(WHAT TO PRODUCE)
Each line below has to be set down again exactly.

* * * * * * * * *

use crate::error::ConfigError;
use std::path::Path;

// Declare the modules that make up this crate.
pub mod error;
pub mod settings;

// Re-export the core types to provide a clean public API.
pub use settings::{
    AnalyticsConfig, CancelledOrderPolicy, Config, DatabaseConfig, LoggingConfig, ServerConfig,
};

/// The file looked up when no explicit path is given.
pub const DEFAULT_CONFIG_FILE: &str = "config.toml";

/// Loads the application configuration.
///
/// Sources, later ones overriding earlier ones:
/// 1. built-in defaults,
/// 2. the TOML file at `path` (or `config.toml`), if it exists,
/// 3. `CANTEEN__SECTION__KEY` environment variables.
///
/// The result is validated before it is returned.
pub fn load_config(path: Option<&Path>) -> Result<Config, ConfigError> {
    let file_name = path
        .map(|p| p.to_string_lossy().into_owned())
        .unwrap_or_else(|| DEFAULT_CONFIG_FILE.to_string());

    let builder = config::Config::builder()
        .add_source(config::File::with_name(&file_name).required(path.is_some()))
        .add_source(
            config::Environment::with_prefix("CANTEEN")
                .prefix_separator("__")
                .separator("__"),
        )
        .build()?;

    let config = builder.try_deserialize::<Config>()?;
    config.validate()?;

    Ok(config)
}

/// Parses configuration from an in-memory TOML document.
pub fn config_from_toml(source: &str) -> Result<Config, ConfigError> {
    let config = config::Config::builder()
        .add_source(config::File::from_str(source, config::FileFormat::Toml))
        .build()?
        .try_deserialize::<Config>()?;
    config.validate()?;
    Ok(config)
}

* * * * * * * * *

(TASK RESPONSE)
use crate::error::ConfigError;
use std::path::Path;

// Declare the modules that make up this crate.
pub mod error;
pub mod settings;

// Re-export the core types to provide a clean public API.
pub use settings::{
    AnalyticsConfig, CancelledOrderPolicy, Config, DatabaseConfig, LoggingConfig, ServerConfig,
};

/// The file looked up when no explicit path is given.
pub const DEFAULT_CONFIG_FILE: &str = "config.toml";

/// Loads the application configuration.
///
/// Sources, later ones overriding earlier ones:
/// 1. built-in defaults,
/// 2. the TOML file at `path` (or `config.toml`), if it exists,
/// 3. `CANTEEN__SECTION__KEY` environment variables.
///
/// The result is validated before it is returned.
pub fn load_config(path: Option<&Path>) -> Result<Config, ConfigError> {
    let file_name = path
        .map(|p| p.to_string_lossy().into_owned())
        .unwrap_or_else(|| DEFAULT_CONFIG_FILE.to_string());

    let builder = config::Config::builder()
        .add_source(config::File::with_name(&file_name).required(path.is_some()))
        .add_source(
            config::Environment::with_prefix("CANTEEN")
                .prefix_separator("__")
                .separator("__"),
        )
        .build()?;

    let config = builder.try_deserialize::<Config>()?;
    config.validate()?;

    Ok(config)
}

/// Parses configuration from an in-memory TOML document.
pub fn config_from_toml(source: &str) -> Result<Config, ConfigError> {
    let config = config::Config::builder()
        .add_source(config::File::from_str(source, config::FileFormat::Toml))
        .build()?
        .try_deserialize::<Config>()?;
    config.validate()?;
    Ok(config)
}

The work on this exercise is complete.